Wednesday, August 31, 2005

EV World: The World of Electric, Plug-in Hybrid, Fuel Cell and Alternative Fuel Vehicles

EV World: The World of Electric, Plug-in Hybrid, Fuel Cell and Alternative Fuel Vehicles

CONTRIBUTOR: Bill Moore
DATE: Tuesday, 30 August 2005

HURRICANE KATRINA: THE REAL "OIL STORM"?
As I write this, New Orleans and the American Gulf Coast is being pummeled by Hurricane Katrina. Communications are spotty. CNN and The Weather Channel reporters are braving high winds of 125 mph, inches of rain per hour and tides surging to 25 feet.
We have no idea of what damage is being inflicted on homes and businesses in the region, but officials in New Orleans, which is actually below sea level, were sufficiently concerned to order a complete evacuation of the city. An estimated one million people complied. Those who didn't have taken refuge in the New Orleans Super Dome, whose roof has been partially torn away.
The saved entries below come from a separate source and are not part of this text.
//! File operations: open and save.

use crate::utils::split_lines;
use super::Editor;
use anyhow::{bail, Context, Result};
use std::fs;
use std::path::PathBuf;

impl Editor {
    /// Save to the current file path.
    pub fn cmd_save(&mut self) -> Result<()> {
        let Some(path) = self.file_path.clone() else {
            bail!("No file name. Start gutterpad with a FILE argument to save.");
        };
        self.save_to_path(path)
    }

    /// Write the document (lines joined with `\n`) to `path` and make it the current file.
    pub fn save_to_path(&mut self, path: PathBuf) -> Result<()> {
        let content = self.buffer.text();
        fs::write(&path, &content).with_context(|| format!("Failed writing {}", path.display()))?;
        tracing::info!(path = %path.display(), bytes = content.len(), "saved");
        self.set_status(format!("Saved: {}", path.display()));
        self.file_path = Some(path);
        self.mark_saved();
        Ok(())
    }

    /// Replace the document with the contents of `path`. Cursor and history start over.
    pub fn open_path(&mut self, path: PathBuf) -> Result<()> {
        let s = fs::read_to_string(&path).with_context(|| format!("Failed to read {}", path.display()))?;
        self.buffer.replace_current_content_by(split_lines(&s));
        tracing::info!(path = %path.display(), lines = self.buffer.size(), "opened");
        self.set_status(format!("Opened: {}", path.display()));
        self.file_path = Some(path);
        self.mark_saved();
        Ok(())
    }
}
While reporting has naturally focused on the human-side of the event, the financial impact started to be felt hours and thousands of miles away, as traders drove the price of oil up more than $4 to over $70 a barrel. Natural gas went to over $12 briefly. As Katrina spun up from a Category One to a Category Five, energy companies shut down their offshore oil and gas production platforms, getting their crews out of harm's way. But in the process, they shutdown 600,000 barrels per day of oil production. Gulf Coast refiners followed suit, taking one million barrels a day of production offline.

What is unknown at this point, is what damage, if any, the region's oil and gas industry has suffered. Where any of the offshore platforms capsized or seafloor pipelines damaged? What about the many chemical and oil refinery facilities? What about the nuclear power plant near New Orleans?

The real irony about this event is how uncannily accurate the writers of Oil Storm were with the initial premise underlying their docudrama that aired earlier this summer. They depicted a Category 5 hurricane called "Julia" -- just one letter off -- striking the exact same area over Labor Day, 2005 -- just one week from now. That fictional storm severely damaged the oil and gas pipeline facility in Port Fourchon, Louisana, southwest of New Orleans, starting a cascade of events that sent America into a severe oil crisis.

We won't know for hours yet the fate of this vital part of America's petroleum and gas infrastructure. I am hoping that in this case, life doesn't imitate art, but clearly, events like this illustrate just how vulnerable we are to such disruptions.

The other under-reported part of this story is what I see as a direct link between the high water temperatures in the Gulf that fed Katrina, global warming, and our burning of those very same fossil fuels. This storm is likely to cost billions of dollars in damage. We just have to stop procrastinating and get serious about cutting our CO2 emissions. If we don't, we're likely to experience more Katrinas, aggravated by rising sea levels from melting polar glaciers.